The ASN meeting also featured the presentation of three-year update data
from two pivotal Phase 2 extension studies that highlighted the
long-term benefits of Soliris therapy in patients with aHUS. In these
studies, ongoing Soliris treatment at the three-year update was
associated with sustained inhibition of complement-mediated TMA, as
indicated by stabilization or continued improvement in key hematologic
and renal endpoints, and quality of life.3,4 Additionally, investigators presented initial characteristics from
patients enrolled in a global aHUS Registry, which is prospectively
collecting information to enhance understanding of the disease process
in order to help optimize care and improve quality of life for patients
with aHUS.5
aHUS is an ultra-rare, life-threatening, chronic genetic disease that
can progressively damage vital organs, leading to stroke, heart attack,
kidney failure, and death.6 The morbidities and premature mortality in aHUS are caused by chronic,
uncontrolled activation of the complement system, resulting in systemic
TMA.7,8 Soliris, a first-in-class terminal complement inhibitor, specifically
targets uncontrolled complement activation, and is the first and only
approved treatment for patients with aHUS in the United States,
European Union, Japan and other countries.

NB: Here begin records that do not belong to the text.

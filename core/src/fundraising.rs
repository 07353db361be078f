//! Fundraising timing calculator.
//!
//! optimal_start = current runway - process duration - safety buffer.
//! The checklist per urgency tier is a lookup table, not something
//! derived from the numbers.

use crate::{config::EngineConfig, projection, types::RunwayMonths};
use chrono::{DateTime, Utc};
use serde::{Deserialize, Serialize};

#[derive(Debug, Clone, Copy, PartialEq, Eq, Serialize, Deserialize)]
#[serde(rename_all = "snake_case")]
pub enum FundraisingUrgency {
    /// The window has already closed; this is emergency fundraising.
    Late,
    Urgent,
    Soon,
    Planned,
}

#[derive(Debug, Clone, PartialEq, Serialize)]
pub struct FundraisingAdvice {
    pub current_runway: RunwayMonths,
    pub process_months: f64,
    pub buffer_months: f64,
    /// Months until fundraising should start, clamped at zero. Absent
    /// for an infinite runway.
    pub optimal_start_months: Option<f64>,
    pub urgency: FundraisingUrgency,
    pub recommended_action: &'static str,
    pub checklist: Vec<&'static str>,
    /// Latest sensible start date. Absent for an infinite runway.
    pub critical_date: Option<DateTime<Utc>>,
}

pub fn advise(
    runway: RunwayMonths,
    as_of: DateTime<Utc>,
    config: &EngineConfig,
) -> FundraisingAdvice {
    let fc = &config.fundraising;

    let RunwayMonths::Finite(months) = runway else {
        return FundraisingAdvice {
            current_runway: runway,
            process_months: fc.process_months,
            buffer_months: fc.buffer_months,
            optimal_start_months: None,
            urgency: FundraisingUrgency::Planned,
            recommended_action: FundraisingUrgency::Planned.action(),
            checklist: FundraisingUrgency::Planned.checklist(),
            critical_date: None,
        };
    };

    let start = months - fc.process_months - fc.buffer_months;
    let urgency = if start <= 0.0 {
        FundraisingUrgency::Late
    } else if start <= fc.urgent_cutoff_months {
        FundraisingUrgency::Urgent
    } else if start <= fc.soon_cutoff_months {
        FundraisingUrgency::Soon
    } else {
        FundraisingUrgency::Planned
    };

    FundraisingAdvice {
        current_runway: runway,
        process_months: fc.process_months,
        buffer_months: fc.buffer_months,
        optimal_start_months: Some(start.max(0.0)),
        urgency,
        recommended_action: urgency.action(),
        checklist: urgency.checklist(),
        critical_date: projection::cash_out_date(as_of, start.max(0.0), config),
    }
}

impl FundraisingUrgency {
    pub fn action(self) -> &'static str {
        match self {
            FundraisingUrgency::Late => "Start an emergency fundraising process immediately",
            FundraisingUrgency::Urgent => "Start the fundraising process this month",
            FundraisingUrgency::Soon => "Start preparation now, launch the process in 1-2 months",
            FundraisingUrgency::Planned => "Plan the raise, begin preparation a quarter ahead",
        }
    }

    /// Fixed ordered checklist per tier.
    pub fn checklist(self) -> Vec<&'static str> {
        match self {
            FundraisingUrgency::Late | FundraisingUrgency::Urgent => vec![
                "Prepare the pitch deck immediately",
                "Begin investor outreach",
                "Evaluate bridge financing options",
                "Cut spend to extend runway",
            ],
            FundraisingUrgency::Soon => vec![
                "Prepare the pitch deck within two weeks",
                "Build the target investor list",
                "Start building investor relationships",
                "Prepare the financial model",
            ],
            FundraisingUrgency::Planned => vec![
                "Begin preparing materials three months before launch",
                "Build relationships with investors",
                "Improve key metrics ahead of the raise",
                "Draft a detailed fundraising plan",
            ],
        }
    }
}

#[cfg(test)]
mod tests {
    use super::*;
    use chrono::TimeZone;

    fn as_of() -> DateTime<Utc> {
        Utc.with_ymd_and_hms(2025, 6, 1, 0, 0, 0).unwrap()
    }

    fn urgency_for(months: f64) -> FundraisingUrgency {
        advise(
            RunwayMonths::Finite(months),
            as_of(),
            &EngineConfig::default(),
        )
        .urgency
    }

    #[test]
    fn urgency_tiers() {
        // optimal_start = runway - 6 - 3
        assert_eq!(urgency_for(2.0), FundraisingUrgency::Late); // -7
        assert_eq!(urgency_for(9.0), FundraisingUrgency::Late); // 0
        assert_eq!(urgency_for(10.0), FundraisingUrgency::Urgent); // 1
        assert_eq!(urgency_for(12.0), FundraisingUrgency::Urgent); // 3
        assert_eq!(urgency_for(14.0), FundraisingUrgency::Soon); // 5
        assert_eq!(urgency_for(20.0), FundraisingUrgency::Planned); // 11
    }

    #[test]
    fn late_start_is_clamped_to_zero() {
        let advice = advise(
            RunwayMonths::Finite(2.0),
            as_of(),
            &EngineConfig::default(),
        );
        assert_eq!(advice.optimal_start_months, Some(0.0));
        assert_eq!(advice.critical_date, Some(as_of()));
        assert!(!advice.checklist.is_empty());
    }

    #[test]
    fn infinite_runway_is_planned_without_dates() {
        let advice = advise(RunwayMonths::Infinite, as_of(), &EngineConfig::default());
        assert_eq!(advice.urgency, FundraisingUrgency::Planned);
        assert_eq!(advice.optimal_start_months, None);
        assert_eq!(advice.critical_date, None);
    }

    #[test]
    fn checklists_differ_by_tier() {
        assert_ne!(
            FundraisingUrgency::Urgent.checklist(),
            FundraisingUrgency::Planned.checklist()
        );
        assert_eq!(
            FundraisingUrgency::Late.checklist(),
            FundraisingUrgency::Urgent.checklist()
        );
    }
}
//! End-to-end variance analysis over a multi-month plan.

use chrono::{TimeZone, Utc};
use finplan_core::{
    insight::InsightKind,
    record::{Metric, MonthlyFinancialRecord, RecordKind},
    root_cause::ExternalFactor,
    significance::Significance,
    trend::{TrendDirection, TrendSummary},
    types::CompanyStage,
    variance::AlignmentStatus,
    ForecastEngine,
};

fn as_of() -> chrono::DateTime<Utc> {
    Utc.with_ymd_and_hms(2025, 10, 1, 0, 0, 0).unwrap()
}

fn plan_month(m: u32) -> MonthlyFinancialRecord {
    let mut r = MonthlyFinancialRecord::new(RecordKind::Plan, 2025, m);
    r.total_revenue = 100_000.0;
    r.total_costs = 80_000.0;
    r.burn_rate = 30_000.0;
    r.new_customers = 50;
    r
}

fn actual_month(m: u32, revenue: f64) -> MonthlyFinancialRecord {
    let mut r = MonthlyFinancialRecord::new(RecordKind::Actual, 2025, m);
    r.total_revenue = revenue;
    r.total_costs = 80_000.0;
    r.burn_rate = 30_000.0;
    r.new_customers = 50;
    r
}

/// Half a year of worsening revenue misses: the report should carry
/// the classified records, a worsening trend, the summer seasonality
/// factor in the root causes and the matching insights.
#[test]
fn worsening_revenue_misses_are_fully_explained() {
    let engine = ForecastEngine::with_defaults();
    let planned: Vec<_> = (1..=7).map(plan_month).collect();
    // Misses grow from 2% to 62% over seven months.
    let actuals: Vec<_> = (1..=7)
        .map(|m| actual_month(m, 100_000.0 - f64::from(m) * 10_000.0 + 8_000.0))
        .collect();

    let report = engine
        .analyze_variance(&planned, &actuals, CompanyStage::SeriesA, as_of())
        .unwrap();

    assert_eq!(report.alignment, AlignmentStatus::Complete);
    assert_eq!(report.aligned_months, 7);

    // Month 1 misses by 2%, under every threshold.
    assert!(!report
        .significant
        .iter()
        .any(|v| v.year == 2025 && v.month == 1));
    // Month 7 misses by 62%, critical for revenue at series A.
    let worst = report
        .significant
        .iter()
        .find(|v| v.month == 7 && v.metric == Metric::TotalRevenue)
        .unwrap();
    assert_eq!(worst.significance, Significance::Critical);
    assert!((worst.variance_percent - -62.0).abs() < 1e-9);

    let TrendSummary::Computed(trend) = &report.trend else {
        panic!("seven aligned months must produce a trend");
    };
    assert_eq!(trend.direction, TrendDirection::Worsening);
    assert_eq!(trend.monthly.len(), 7);

    // July's revenue miss picks up the seasonal factor; June's does not.
    let july = report.root_causes.iter().find(|p| p.month == 7).unwrap();
    assert!(july.external_factors.contains(&ExternalFactor::SeasonalSlowdown));
    let june = report.root_causes.iter().find(|p| p.month == 6).unwrap();
    assert!(!june.external_factors.contains(&ExternalFactor::SeasonalSlowdown));

    assert!(report
        .insights
        .iter()
        .any(|i| i.kind == InsightKind::CriticalVariances));
    assert!(report
        .insights
        .iter()
        .any(|i| i.kind == InsightKind::WorseningAccuracy));

    let summary = report.summary.unwrap();
    assert_eq!(summary.worst_metrics[0].metric, Metric::TotalRevenue);
    // Costs, burn and customers came in exactly on plan.
    assert_eq!(
        summary.best_metrics[0].avg_abs_variance_percent,
        0.0
    );
}

/// Duplicate months in the actuals are a hard error, not a silent
/// last-writer-wins merge.
#[test]
fn duplicate_actual_months_are_rejected() {
    let engine = ForecastEngine::with_defaults();
    let planned = vec![plan_month(1)];
    let actuals = vec![actual_month(1, 90_000.0), actual_month(1, 95_000.0)];

    let err = engine
        .analyze_variance(&planned, &actuals, CompanyStage::Seed, as_of())
        .unwrap_err();
    assert!(matches!(
        err,
        finplan_core::EngineError::DuplicatePeriod { kind: "actual", year: 2025, month: 1 }
    ));
}

/// With no overlapping months there is nothing to analyze, but the
/// report still says so explicitly instead of failing.
#[test]
fn disjoint_periods_produce_an_empty_report() {
    let engine = ForecastEngine::with_defaults();
    let planned = vec![plan_month(1)];
    let actuals = vec![actual_month(2, 90_000.0)];

    let report = engine
        .analyze_variance(&planned, &actuals, CompanyStage::Seed, as_of())
        .unwrap();
    assert_eq!(report.alignment, AlignmentStatus::Empty);
    assert!(report.variances.is_empty());
    assert!(report.summary.is_none());
    assert!(report.root_causes.is_empty());
    assert!(matches!(
        report.trend,
        TrendSummary::InsufficientData { months_available: 0, .. }
    ));
}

"Results from four prospective studies demonstrate a significant and
sustained inhibition of complement-mediated TMA with Soliris treatment
and support the chronic use of Soliris in pediatric and adult patients
with aHUS," said Leonard Bell, Chief Executive Officer of Alexion.
"These studies further underscore the rationale for initiating Soliris
therapy at the time of clinical diagnosis of aHUS and chronic treatment
of patients to achieve optimal outcomes."
Soliris in Pediatric Patients with aHUS (Abstract SA-PO0849)
In a poster presentation today, researchers presented positive results
from the first prospective trial of Soliris in pediatric patients with
aHUS, which follows the previously presented positive results of a
retrospective study in pediatric patients with aHUS.9 This open-label, prospective, single-arm, multinational trial enrolled
a heterogeneous population of patients who were >1 month old and <18
years of age. It included 22 pediatric patients with aHUS, of whom 16
(73%) were newly diagnosed. Prior PE/PI was not required for inclusion
in the study. Most patients enrolled in the study (12/22, 55%) received
Soliris as their first aHUS specific treatment and had not received
plasma exchange or infusion (PE/PI) therapy prior to Soliris therapy.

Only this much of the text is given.